Швы, если кто не знает, — это места, где изнанка подходит к нашему миру вплотную. Тонкие места. Из шва может вылезти прорыв, а может сто лет не вылезать ничего — но чтобы швы множились, как кролики по весне, такого я даже в приграничных сводках не читал. А я их двадцать лет читал, было время.
— Спасибо, вахмистр.
— Не на чем покуда. — Он покосился на меня хитрым глазом. — Ставки принимать на зачёт?
— Принимай. И поставь на нас.
— Уже-с, — вздохнул Лукич. — Всю пенсию, не поверите. Так что вы уж там постарайтесь, ваше благородие. Мне без пенсии никак — у меня коза.
Сведения сведениями, а воевать с этим предстояло не мне одному. И вот тут была загвоздка, о которую я думал уже неделю.

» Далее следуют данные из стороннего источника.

//! Variant assembly
//!
//! Builds every requested variant from one target, computing each shared
//! intermediate at most once. The spectral correction and the loudness
//! match per EQ mode are memoized in `OnceLock` slots; distinct variant
//! keys are finished on their own threads and meet in those slots.

use std::collections::BTreeMap;
use std::sync::{Arc, OnceLock};

use tracing::{debug, info};

use crate::config::Config;
use crate::dsp::limiter::Limiter;
use crate::dsp::loudness::LoudnessMatcher;
use crate::dsp::normalize::normalize_peak;
use crate::dsp::spectral::{CorrectionFilters, SpectralMatcher};
use crate::engine::buffer::{linear_to_db, AudioBuffer};
use crate::pipeline::reference::ReferenceProfile;
use crate::pipeline::variants::{EqMode, Finish, RequestedVariants, VariantKey};

/// Buffers produced for a set of requested variants
#[derive(Debug, Clone)]
pub struct AssembledVariants {
    buffers: BTreeMap<VariantKey, Arc<AudioBuffer>>,
    filters: Option<CorrectionFilters>,
    loudness_gains: BTreeMap<EqMode, f32>,
}

impl AssembledVariants {
    pub fn get(&self, key: VariantKey) -> Option<&Arc<AudioBuffer>> {
        self.buffers.get(&key)
    }

    /// Variants in key order
    pub fn iter(&self) -> impl Iterator<Item = (VariantKey, &Arc<AudioBuffer>)> {
        self.buffers.iter().map(|(k, b)| (*k, b))
    }

    pub fn len(&self) -> usize {
        self.buffers.len()
    }

    pub fn is_empty(&self) -> bool {
        self.buffers.is_empty()
    }

    /// Correction filters, when the EQ branch ran
    pub fn filters(&self) -> Option<&CorrectionFilters> {
        self.filters.as_ref()
    }

    /// Linear loudness gain applied on a branch, when it ran
    pub fn loudness_gain(&self, eq: EqMode) -> Option<f32> {
        self.loudness_gains.get(&eq).copied()
    }

    pub(crate) fn into_parts(
        self,
    ) -> (
        BTreeMap<VariantKey, Arc<AudioBuffer>>,
        Option<CorrectionFilters>,
        BTreeMap<EqMode, f32>,
    ) {
        (self.buffers, self.filters, self.loudness_gains)
    }
}

/// Computes requested variants with shared intermediates
pub struct VariantAssembler<'a> {
    config: &'a Config,
    target: &'a AudioBuffer,
    reference: &'a ReferenceProfile,
    corrected: OnceLock<(AudioBuffer, CorrectionFilters)>,
    matched: [OnceLock<(Arc<AudioBuffer>, f32)>; 2],
}

impl<'a> VariantAssembler<'a> {
    pub fn new(config: &'a Config, target: &'a AudioBuffer, reference: &'a ReferenceProfile) -> Self {
        Self {
            config,
            target,
            reference,
            corrected: OnceLock::new(),
            matched: [OnceLock::new(), OnceLock::new()],
        }
    }

    /// Produce one buffer per requested key
    pub fn assemble(self, variants: &RequestedVariants) -> AssembledVariants {
        let keys: Vec<VariantKey> = variants.keys().collect();
        debug!(
            "Assembling {} variant(s) (equalized: {}, bypassed: {})",
            keys.len(),
            variants.need_equalizer(),
            variants.need_no_equalizer()
        );

        let buffers: BTreeMap<VariantKey, Arc<AudioBuffer>> = if keys.len() == 1 {
            keys.iter().map(|&key| (key, self.finish(key))).collect()
        } else {
            let this = &self;
            std::thread::scope(|scope| {
                let handles: Vec<_> = keys
                    .iter()
                    .map(|&key| (key, scope.spawn(move || this.finish(key))))
                    .collect();
                handles
                    .into_iter()
                    .map(|(key, handle)| {
                        let buffer = handle
                            .join()
                            .unwrap_or_else(|panic| std::panic::resume_unwind(panic));
                        (key, buffer)
                    })
                    .collect()
            })
        };

        let filters = self.corrected.into_inner().map(|(_, filters)| filters);
        let loudness_gains = [EqMode::Applied, EqMode::Bypassed]
            .into_iter()
            .zip(self.matched)
            .filter_map(|(eq, slot)| slot.into_inner().map(|(_, gain)| (eq, gain)))
            .collect();

        AssembledVariants {
            buffers,
            filters,
            loudness_gains,
        }
    }

    fn spectrally_matched(&self) -> &AudioBuffer {
        let (corrected, _) = self.corrected.get_or_init(|| {
            let matcher = SpectralMatcher::new(self.config);
            let (corrected, filters) = matcher.match_to(
                self.target,
                &self.reference.spectrum,
                self.reference.level_rms,
            );
            info!(
                "Spectral correction applied ({} taps, up to {:.1} dB)",
                filters.mid.len(),
                filters.max_deviation_db()
            );
            (corrected, filters)
        });
        corrected
    }

    fn loudness_matched(&self, eq: EqMode) -> &Arc<AudioBuffer> {
        let (matched, _) = self.matched[eq.index()].get_or_init(|| {
            let source = match eq {
                EqMode::Applied => self.spectrally_matched(),
                EqMode::Bypassed => self.target,
            };
            let (matched, gain) =
                LoudnessMatcher::new(self.config).apply(source, self.reference.match_rms);
            info!(
                "Loudness matched ({:?} EQ): gain {:+.2} dB",
                eq,
                linear_to_db(gain)
            );
            (Arc::new(matched), gain)
        });
        matched
    }

    fn finish(&self, key: VariantKey) -> Arc<AudioBuffer> {
        debug!("Variant {}", key);
        let matched = self.loudness_matched(key.eq);
        match key.finish {
            Finish::AsIs => Arc::clone(matched),
            Finish::Limited => {
                let mut limiter = Limiter::new(&self.config.limiter, matched.sample_rate());
                Arc::new(limiter.process(matched))
            }
            Finish::Normalized => {
                let (normalized, gain) =
                    normalize_peak(matched, self.config.threshold, self.config.min_value);
                debug!("Normalized by {:+.2} dB", linear_to_db(gain));
                Arc::new(normalized)
            }
        }
    }
}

По программе первого года мой десяток учили чему угодно, кроме главного. Теория дара — есть. Каллиграфия рапортов — есть, чтоб её. Индивидуальные аспектные занятия — есть. А совместного боя — нет. Совсем. Слаживание по расписанию полагалось с третьего года, когда кадеты «созреют». Тварям из прорыва про это расписание, подозреваю, забыли сообщить.
Волохову я нашёл в старом фехтовальном зале — том, куда никто не ходит, потому что от главного корпуса далеко, а печка там одна и та дымит. Она была одна. Гоняла связку с учебным палашом — и я, признаться, постоял в дверях лишнюю минуту. Не из вежливости.

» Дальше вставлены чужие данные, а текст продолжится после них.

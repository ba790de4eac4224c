//! Audio file I/O for refmatch
//!
//! Handles importing and exporting WAV files. Imported audio is converted
//! to 32-bit float stereo at the requested processing rate.
//! Sample rate conversion uses linear interpolation.

use std::path::Path;

use hound::{SampleFormat, WavReader, WavSpec, WavWriter};
use tracing::{debug, warn};

use crate::config::OutputSubtype;
use crate::engine::buffer::{AudioBuffer, ChannelLayout};
use crate::error::{MatchError, Result};

/// Import a WAV file as a stereo buffer at `sample_rate`
///
/// Mono files are upmixed by duplicating the channel; files at another rate
/// are resampled.
///
/// # Errors
/// * `FileNotFound` - If the file does not exist
/// * `InvalidAudio` - If the file is not a valid WAV file or is empty
/// * `UnsupportedFormat` - If the audio has more than 2 channels
pub fn import_audio(path: &Path, sample_rate: u32) -> Result<AudioBuffer> {
    if !path.exists() {
        return Err(MatchError::FileNotFound {
            path: path.display().to_string(),
            source: None,
        });
    }

    let reader = WavReader::open(path).map_err(|e| MatchError::InvalidAudio {
        reason: format!("Failed to open WAV file: {}", e),
        source: Some(Box::new(e)),
    })?;

    let spec = reader.spec();
    let channels = spec.channels as usize;
    debug!(
        "Loading '{}': {} ch, {} Hz, {}-bit {:?}",
        path.display(),
        channels,
        spec.sample_rate,
        spec.bits_per_sample,
        spec.sample_format
    );

    let layout = ChannelLayout::from_count(channels).ok_or_else(|| {
        MatchError::UnsupportedFormat {
            format: format!("{}-channel audio (only mono/stereo supported)", channels),
        }
    })?;

    let interleaved = read_samples_as_f32(reader, spec.bits_per_sample, spec.sample_format)?;
    if interleaved.is_empty() {
        return Err(MatchError::InvalidAudio {
            reason: format!("'{}' contains no samples", path.display()),
            source: None,
        });
    }

    let mut buffer = AudioBuffer::from_interleaved(&interleaved, layout, spec.sample_rate)?;

    if layout == ChannelLayout::Mono {
        warn!("'{}' is mono, duplicating it to stereo", path.display());
        buffer = buffer.to_stereo();
    }

    if spec.sample_rate != sample_rate {
        warn!(
            "'{}' is {} Hz, resampling to {} Hz",
            path.display(),
            spec.sample_rate,
            sample_rate
        );
        buffer = resample(&buffer, sample_rate)?;
    }

    Ok(buffer)
}

/// Export an AudioBuffer to a WAV file with the given encoding
///
/// The buffer is written at its own sample rate; no conversion happens.
pub fn export_audio(buffer: &AudioBuffer, path: &Path, subtype: OutputSubtype) -> Result<()> {
    let spec = WavSpec {
        channels: buffer.channels() as u16,
        sample_rate: buffer.sample_rate(),
        bits_per_sample: subtype.bits_per_sample(),
        sample_format: match subtype {
            OutputSubtype::Float32 => SampleFormat::Float,
            OutputSubtype::Pcm16 | OutputSubtype::Pcm24 => SampleFormat::Int,
        },
    };

    let mut writer = WavWriter::create(path, spec).map_err(hound_to_io)?;

    let interleaved = buffer.to_interleaved();
    match subtype {
        OutputSubtype::Pcm16 => {
            for sample in interleaved {
                let scaled = (sample * 32767.0).round().clamp(-32768.0, 32767.0) as i16;
                writer.write_sample(scaled).map_err(hound_to_io)?;
            }
        }
        OutputSubtype::Pcm24 => {
            for sample in interleaved {
                // 24-bit stored as i32 in hound
                let scaled = (sample * 8388607.0).round().clamp(-8388608.0, 8388607.0) as i32;
                writer.write_sample(scaled).map_err(hound_to_io)?;
            }
        }
        OutputSubtype::Float32 => {
            for sample in interleaved {
                writer.write_sample(sample).map_err(hound_to_io)?;
            }
        }
    }

    writer.finalize().map_err(hound_to_io)?;
    debug!("Wrote '{}' ({:?})", path.display(), subtype);

    Ok(())
}

/// Generate a stereo test tone with different frequencies per channel
///
/// Useful for exercising the pipeline without fixture files.
pub fn generate_stereo_test_tone(
    freq_left: f32,
    freq_right: f32,
    amplitude: f32,
    duration_secs: f32,
    sample_rate: u32,
) -> AudioBuffer {
    let num_samples = (duration_secs * sample_rate as f32) as usize;
    let tone = |freq: f32| -> Vec<f32> {
        let angular_freq = 2.0 * std::f32::consts::PI * freq / sample_rate as f32;
        (0..num_samples)
            .map(|i| amplitude * (angular_freq * i as f32).sin())
            .collect()
    };
    AudioBuffer::from_planar(vec![tone(freq_left), tone(freq_right)], sample_rate)
}

// ============================================================================
// Internal helper functions
// ============================================================================

fn hound_to_io(e: hound::Error) -> MatchError {
    match e {
        hound::Error::IoError(io) => MatchError::Io(io),
        other => MatchError::Io(std::io::Error::new(
            std::io::ErrorKind::Other,
            other.to_string(),
        )),
    }
}

/// Read samples from WAV reader and convert to f32
fn read_samples_as_f32<R: std::io::Read>(
    mut reader: WavReader<R>,
    bits_per_sample: u16,
    sample_format: SampleFormat,
) -> Result<Vec<f32>> {
    let invalid = |bits: u16| {
        move |e: hound::Error| MatchError::InvalidAudio {
            reason: format!("Failed to read {}-bit samples: {}", bits, e),
            source: Some(Box::new(e)),
        }
    };

    match sample_format {
        SampleFormat::Float => reader
            .samples::<f32>()
            .collect::<std::result::Result<Vec<f32>, _>>()
            .map_err(invalid(bits_per_sample)),
        SampleFormat::Int => {
            let scale = match bits_per_sample {
                8 => 128.0,
                16 => 32768.0,
                24 => 8388608.0,
                32 => 2147483648.0,
                _ => {
                    return Err(MatchError::UnsupportedFormat {
                        format: format!("{}-bit integer audio", bits_per_sample),
                    })
                }
            };
            reader
                .samples::<i32>()
                .map(|s| s.map(|v| (v as f64 / scale) as f32))
                .collect::<std::result::Result<Vec<f32>, _>>()
                .map_err(invalid(bits_per_sample))
        }
    }
}

/// Resample every channel to `target_rate` by linear interpolation
fn resample(buffer: &AudioBuffer, target_rate: u32) -> Result<AudioBuffer> {
    let ratio = target_rate as f64 / buffer.sample_rate() as f64;
    let left = resample_linear(buffer.channel(0), ratio);
    let right = resample_linear(buffer.channel(1), ratio);
    AudioBuffer::from_channels(left, right, target_rate)
}

/// Linear interpolation resampling
fn resample_linear(samples: &[f32], ratio: f64) -> Vec<f32> {
    if samples.is_empty() {
        return Vec::new();
    }

    let source_len = samples.len();
    let target_len = ((source_len as f64) * ratio).ceil() as usize;

    (0..target_len)
        .map(|i| {
            // Map output index to source position
            let src_pos = i as f64 / ratio;
            let src_idx = src_pos.floor() as usize;
            let frac = (src_pos - src_idx as f64) as f32;

            if src_idx + 1 < source_len {
                samples[src_idx] * (1.0 - frac) + samples[src_idx + 1] * frac
            } else if src_idx < source_len {
                samples[src_idx]
            } else {
                0.0
            }
        })
        .collect()
}

// ============================================================================
// Tests
// ============================================================================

Работала она красиво. Скупо, зло, без единого лишнего движения — так работают люди, у которых каждое движение когда-то оплачено. Палаш вспыхивал по кромке белым — боевое усиление, знаменитая «сталь» Волоховой, про которую мне уже нашептал всезнающий Лукич.
А потом усиление мигнуло.
Просто мигнуло — на замахе, на полтакта. Кромка погасла и зажглась снова, и Волохова сбилась, довернула кистью, дожала связку уже без дара, на одной технике. Постояла. Посмотрела на клинок так, как смотрят на старого друга, который начал забывать твоё имя.
Я отступил за косяк и сосчитал до десяти. Потом громко, по-строевому, потопал сапогами — иду, мол, слышите, иду — и вошёл.
— Кадет Сокольцев. Разрешите обратиться.
— Уже обратились. — Палаш лёг на стойку. Лицо у неё было обычное, служебное. Быстро она его собрала, вот что я вам скажу. — Ну?
— Скоро зачёт. Сектор неразведанный, и у меня по нему сведения — одна страшнее другой. А десяток мой не умеет главного: воевать вместе. По программе слаживание с третьего года. У нас нет третьего года, Марья Кирилловна. У нас есть три недели.
— Программу писали люди поумнее нас с вами.
— Люди поумнее нас с вами не пойдут через три недели на одиннадцать-бис.
Она смотрела на меня долго. Секунд пять, а по ощущениям — как строевой смотр.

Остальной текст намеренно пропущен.